Tracey, thanks. There are times-like most of the time-that when I am writing something, I am always fighting that little voice saying "you're saying too much! You're gonna freak people out!" I think we are so conditioned to keeping our thoughts and feelings private. And you can't write honestly-unless you are writing fiction (and even then you need to be fictitiously honest - imagine how Steven King probably once worried, and likely still does, what might people think of him!), unless you are real. Anyway . . . Hearing you say that makes me soooooo glad I just am honest. Thanks.

Tracey Broome said...

Hey Deb: I have those same thoughts and as you know I pretty much say what I think. Some days I wake up and cringe when I log on to my blog, wondering who I pissed off or offended. But it's my blog, don't like it, don't read it. People have such a short attention span they move on and don't give it another thought half the time anyway. We always think people are paying way more attention to us than they really are and I have moved way beyond worrying what people think of me so it's nice to come across someone saying what they want to, fun to read :)

jim said...

hi deb,
i grew up in a familiar mindset, just a category, i later realized (much later). i have been amazed over the years about two related things, first the propensity of people to self-categorize... think: the person whose car has 3 bumper stickers - mccain/palin, "you can have my gun when you pry it from my cold dead fingers", and drill baby drill. now i know they may have some redeeming qualities but they've saved me the trouble of getting to know them. the other thing, which is even weirder to me, is the people who insist on categorizing me, despite my insistence that the categories are not true. i have friends who refuse to take me out of categories that they've decided i'm in no matter how much i insist that i'm not in it. i guess i could file that under the concept in the next post... there inability to change. no matter how much i'd like it, they are not gonna change and neither am i.

Deb said...

Tracey I know the feeling of that waking up! That's kinda how I felt this morning. I was not in a positive mood last night, but yah, you are right, these blogs are ours for our own expression. I have been happily surprised by everyones appreciation and support-even when I've written some pretty crazy stuff, and for anyone who has been offended or disagrees with the posting, they have been respectful enough to not criticize (not that disagreement in and of itself would be offensive).

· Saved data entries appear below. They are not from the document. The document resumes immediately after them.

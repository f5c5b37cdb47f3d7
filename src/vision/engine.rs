use std::sync::{Arc, Mutex, PoisonError};
use std::time::{Duration, Instant};

use serde::Serialize;
use tokio_util::sync::CancellationToken;
use tracing::{debug, trace};

use super::matcher::TemplateMatcher;
use super::sampler::{Frame, ScreenSampler};
use crate::error::{CaptureError, PermissionStatus};
use crate::model::{ImageTemplate, RecognitionResult, Rect};

/// How a [`RecognitionEngine::wait_for`] call ended.
#[derive(Debug, Clone, Copy, PartialEq, Eq, Serialize)]
#[serde(rename_all = "snake_case")]
pub enum WaitOutcome {
    Matched,
    TimedOut,
    Cancelled,
}

#[derive(Debug, Clone)]
pub struct WaitResult {
    pub outcome: WaitOutcome,
    /// The match, or the last no-match seen before giving up.
    pub result: RecognitionResult,
    pub elapsed: Duration,
    pub attempts: u32,
}

impl WaitResult {
    pub fn is_match(&self) -> bool {
        self.outcome == WaitOutcome::Matched
    }
}

/// Screen capture plus template matching.
///
/// Clones share the sampler and the capture lock, so captures issued through
/// any clone are serialized.
#[derive(Clone)]
pub struct RecognitionEngine {
    sampler: Arc<dyn ScreenSampler>,
    matcher: TemplateMatcher,
    capture_lock: Arc<Mutex<()>>,
    poll_interval: Duration,
}

impl std::fmt::Debug for RecognitionEngine {
    fn fmt(&self, f: &mut std::fmt::Formatter<'_>) -> std::fmt::Result {
        f.debug_struct("RecognitionEngine")
            .field("sampler", &self.sampler.name())
            .field("matcher", &self.matcher)
            .field("poll_interval", &self.poll_interval)
            .finish()
    }
}

impl RecognitionEngine {
    pub fn new(sampler: Arc<dyn ScreenSampler>, matcher: TemplateMatcher, poll_interval: Duration) -> Self {
        Self {
            sampler,
            matcher,
            capture_lock: Arc::new(Mutex::new(())),
            poll_interval: poll_interval.max(Duration::from_millis(1)),
        }
    }

    pub fn poll_interval(&self) -> Duration {
        self.poll_interval
    }

    pub fn check_permission(&self) -> PermissionStatus {
        let _guard = self.capture_lock.lock().unwrap_or_else(PoisonError::into_inner);
        self.sampler.check_permission()
    }

    /// Fresh capture of `region`, or of the whole screen.
    pub fn sample(&self, region: Option<Rect>) -> Result<Frame, CaptureError> {
        let _guard = self.capture_lock.lock().unwrap_or_else(PoisonError::into_inner);
        match region {
            Some(rect) => self.sampler.capture_region(rect),
            None => self.sampler.capture_full(),
        }
    }

    /// Single-shot match. `region` overrides the template's own search region.
    pub fn recognize(
        &self,
        template: &ImageTemplate,
        region: Option<Rect>,
    ) -> Result<RecognitionResult, CaptureError> {
        let frame = self.sample(region.or(template.region()))?;
        let result = self.matcher.best_match_in(&frame, template, None);
        trace!(
            target: "autoreplay::vision",
            template = template.name(),
            matched = result.is_match(),
            confidence = result.confidence(),
            "recognize"
        );
        Ok(result)
    }

    /// Match several templates against one capture.
    pub fn recognize_batch(
        &self,
        templates: &[ImageTemplate],
        region: Option<Rect>,
    ) -> Result<Vec<RecognitionResult>, CaptureError> {
        let frame = self.sample(region)?;
        if region.is_some() {
            Ok(templates
                .iter()
                .map(|t| self.matcher.best_match_in(&frame, t, None))
                .collect())
        } else {
            Ok(self.matcher.match_batch(&frame, templates))
        }
    }

    pub fn find_all(
        &self,
        template: &ImageTemplate,
        region: Option<Rect>,
    ) -> Result<Vec<RecognitionResult>, CaptureError> {
        let frame = self.sample(region.or(template.region()))?;
        Ok(self.matcher.find_all_in(&frame, template, None))
    }

    /// Poll until `template` matches, `timeout` elapses or `cancel` fires.
    ///
    /// At least one attempt is always made, so a zero timeout is a single-shot
    /// check. Transient capture failures are retried while time remains; a
    /// permission failure ends the wait immediately.
    pub async fn wait_for(
        &self,
        template: &ImageTemplate,
        timeout: Duration,
        region: Option<Rect>,
        cancel: &CancellationToken,
    ) -> Result<WaitResult, CaptureError> {
        let started = Instant::now();
        let deadline = started + timeout;
        let mut attempts = 0u32;
        let mut last = RecognitionResult::no_match(template.name());

        let finish = |outcome, result, attempts| WaitResult {
            outcome,
            result,
            elapsed: started.elapsed(),
            attempts,
        };

        loop {
            if cancel.is_cancelled() {
                return Ok(finish(WaitOutcome::Cancelled, last, attempts));
            }
            attempts += 1;

            let engine = self.clone();
            let owned = template.clone();
            let task = tokio::task::spawn_blocking(move || engine.recognize(&owned, region));
            let attempt = tokio::select! {
                _ = cancel.cancelled() => {
                    return Ok(finish(WaitOutcome::Cancelled, last, attempts));
                }
                joined = task => joined
                    .map_err(|e| CaptureError::Transient(format!("recognition task failed: {e}")))?,
            };

            let now = Instant::now();
            match attempt {
                Ok(result) if result.is_match() => {
                    debug!(
                        target: "autoreplay::vision",
                        template = template.name(),
                        attempts,
                        elapsed_ms = started.elapsed().as_millis() as u64,
                        "template appeared"
                    );
                    return Ok(finish(WaitOutcome::Matched, result, attempts));
                }
                Ok(result) => last = result,
                Err(CaptureError::Transient(reason)) if now < deadline => {
                    debug!(target: "autoreplay::vision", %reason, attempts, "capture failed, retrying");
                }
                Err(e) => return Err(e),
            }

            if now >= deadline {
                return Ok(finish(WaitOutcome::TimedOut, last, attempts));
            }
            let pause = self.poll_interval.min(deadline - now);
            tokio::select! {
                _ = cancel.cancelled() => {
                    return Ok(finish(WaitOutcome::Cancelled, last, attempts));
                }
                _ = tokio::time::sleep(pause) => {}
            }
        }
    }
}

#[cfg(test)]
mod tests {
    use super::*;
    use crate::vision::sampler::StaticSampler;
    use image::{Rgba, RgbaImage, imageops};
    use std::sync::atomic::{AtomicU32, Ordering};

    fn textured(width: u32, height: u32) -> RgbaImage {
        RgbaImage::from_fn(width, height, |x, y| {
            let v = (x.wrapping_mul(37) ^ y.wrapping_mul(91)).wrapping_add(x * y) % 251;
            Rgba([v as u8, (v * 3 % 256) as u8, (255 - v) as u8, 255])
        })
    }

    fn engine_for(sampler: impl ScreenSampler + 'static) -> RecognitionEngine {
        RecognitionEngine::new(Arc::new(sampler), TemplateMatcher::default(), Duration::from_millis(20))
    }

    /// Shows a plain screen until the `reveal_after`-th capture, then the textured one.
    struct Delayed {
        calls: AtomicU32,
        reveal_after: u32,
        screen: RgbaImage,
    }

    impl ScreenSampler for Delayed {
        fn name(&self) -> &'static str {
            "delayed"
        }

        fn capture_full(&self) -> Result<Frame, CaptureError> {
            let n = self.calls.fetch_add(1, Ordering::SeqCst) + 1;
            if n >= self.reveal_after {
                Ok(Frame::new(self.screen.clone()))
            } else {
                Ok(Frame::new(RgbaImage::from_pixel(
                    self.screen.width(),
                    self.screen.height(),
                    Rgba([30, 30, 30, 255]),
                )))
            }
        }

        fn capture_region(&self, region: Rect) -> Result<Frame, CaptureError> {
            self.capture_full()?.crop(region)
        }

        fn check_permission(&self) -> PermissionStatus {
            PermissionStatus::Granted
        }
    }

    struct Denied;

    impl ScreenSampler for Denied {
        fn name(&self) -> &'static str {
            "denied"
        }

        fn capture_full(&self) -> Result<Frame, CaptureError> {
            Err(CaptureError::PermissionDenied("screen recording not allowed".into()))
        }

        fn capture_region(&self, _region: Rect) -> Result<Frame, CaptureError> {
            self.capture_full()
        }

        fn check_permission(&self) -> PermissionStatus {
            PermissionStatus::Denied("screen recording not allowed".into())
        }
    }

    fn probe(screen: &RgbaImage, x: u32, y: u32) -> ImageTemplate {
        let pixels = imageops::crop_imm(screen, x, y, 10, 10).to_image();
        ImageTemplate::new("probe", pixels, None, 0.95).unwrap()
    }

    #[test]
    fn region_override_limits_the_capture() {
        let screen = textured(80, 80);
        let template = probe(&screen, 50, 50);
        let engine = engine_for(StaticSampler::from_image(screen));

        let inside = engine.recognize(&template, Some(Rect::new(40, 40, 40, 40))).unwrap();
        assert!(inside.is_match());
        assert_eq!(inside.rect(), Rect::new(50, 50, 10, 10));

        let outside = engine.recognize(&template, Some(Rect::new(0, 0, 40, 40))).unwrap();
        assert!(!outside.is_match());
    }

    #[test]
    fn batch_uses_one_capture_for_all_templates() {
        let screen = textured(60, 60);
        let a = probe(&screen, 0, 0);
        let b = probe(&screen, 40, 30);
        let sampler = Delayed {
            calls: AtomicU32::new(0),
            reveal_after: 1,
            screen,
        };
        let engine = RecognitionEngine::new(Arc::new(sampler), TemplateMatcher::default(), Duration::from_millis(20));
        let results = engine.recognize_batch(&[a, b], None).unwrap();
        assert!(results.iter().all(RecognitionResult::is_match));
        assert_eq!(results[1].rect(), Rect::new(40, 30, 10, 10));
    }

    #[tokio::test]
    async fn wait_for_polls_until_the_template_appears() {
        let screen = textured(60, 60);
        let template = probe(&screen, 20, 20);
        let engine = engine_for(Delayed {
            calls: AtomicU32::new(0),
            reveal_after: 3,
            screen,
        });
        let waited = engine
            .wait_for(&template, Duration::from_secs(5), None, &CancellationToken::new())
            .await
            .unwrap();
        assert_eq!(waited.outcome, WaitOutcome::Matched);
        assert_eq!(waited.attempts, 3);
        assert_eq!(waited.result.rect(), Rect::new(20, 20, 10, 10));
    }

    #[tokio::test]
    async fn wait_for_times_out_with_last_no_match() {
        let screen = textured(60, 60);
        let template = probe(&screen, 20, 20);
        let engine = engine_for(Delayed {
            calls: AtomicU32::new(0),
            reveal_after: u32::MAX,
            screen,
        });
        let waited = engine
            .wait_for(&template, Duration::from_millis(120), None, &CancellationToken::new())
            .await
            .unwrap();
        assert_eq!(waited.outcome, WaitOutcome::TimedOut);
        assert!(!waited.result.is_match());
        assert!(waited.attempts >= 2);
        assert!(waited.elapsed >= Duration::from_millis(120));
    }

    #[tokio::test]
    async fn zero_timeout_is_a_single_shot() {
        let screen = textured(40, 40);
        let template = probe(&screen, 30, 30);
        let engine = engine_for(StaticSampler::from_image(RgbaImage::from_pixel(40, 40, Rgba([0, 0, 0, 255]))));
        let waited = engine
            .wait_for(&template, Duration::ZERO, None, &CancellationToken::new())
            .await
            .unwrap();
        assert_eq!(waited.outcome, WaitOutcome::TimedOut);
        assert_eq!(waited.attempts, 1);
    }

    #[tokio::test]
    async fn cancellation_interrupts_a_long_wait() {
        let screen = textured(60, 60);
        let template = probe(&screen, 20, 20);
        let engine = engine_for(Delayed {
            calls: AtomicU32::new(0),
            reveal_after: u32::MAX,
            screen,
        });
        let cancel = CancellationToken::new();
        let trigger = cancel.clone();
        tokio::spawn(async move {
            tokio::time::sleep(Duration::from_millis(80)).await;
            trigger.cancel();
        });
        let waited = engine
            .wait_for(&template, Duration::from_secs(30), None, &cancel)
            .await
            .unwrap();
        assert_eq!(waited.outcome, WaitOutcome::Cancelled);
        assert!(waited.elapsed < Duration::from_secs(5));
    }

    #[tokio::test]
    async fn permission_failures_end_the_wait() {
        let template = probe(&textured(20, 20), 0, 0);
        let engine = engine_for(Denied);
        let err = engine
            .wait_for(&template, Duration::from_secs(5), None, &CancellationToken::new())
            .await
            .unwrap_err();
        assert!(err.is_permission());
        assert!(!engine.check_permission().is_granted());
    }
}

Jim-we do tend to do that don't we? Self-catagorize. It's kinda weird. Cause we have all this freedom to think so many ways, and we self-limit. I remember someone saying to me once about seeing the movie "Brokeback Mountain". This person was very christian. And they said to me: I know I'm not supposed to like the movie, but I did and it was very touching, although I disagree with their behavior"-I thought it was sad. "I'm not supposed to", or "I shouldn't". I think I'm getting off-topic a little. I think it IS possible for people to change, but I also believe it has to be a choice THEY/WE make. No amount of someone saying "hey, that's not cool man" matters, unless THEY/WE think it's not cool and decide not to behave like that anymore. And even then, it's more a monitoring for the rest of your life, that impulse to act in a certain way, not as much changing yourself, as recognizing and controlling your behavior. Phew!!! Good think I'm laying on my couch right now!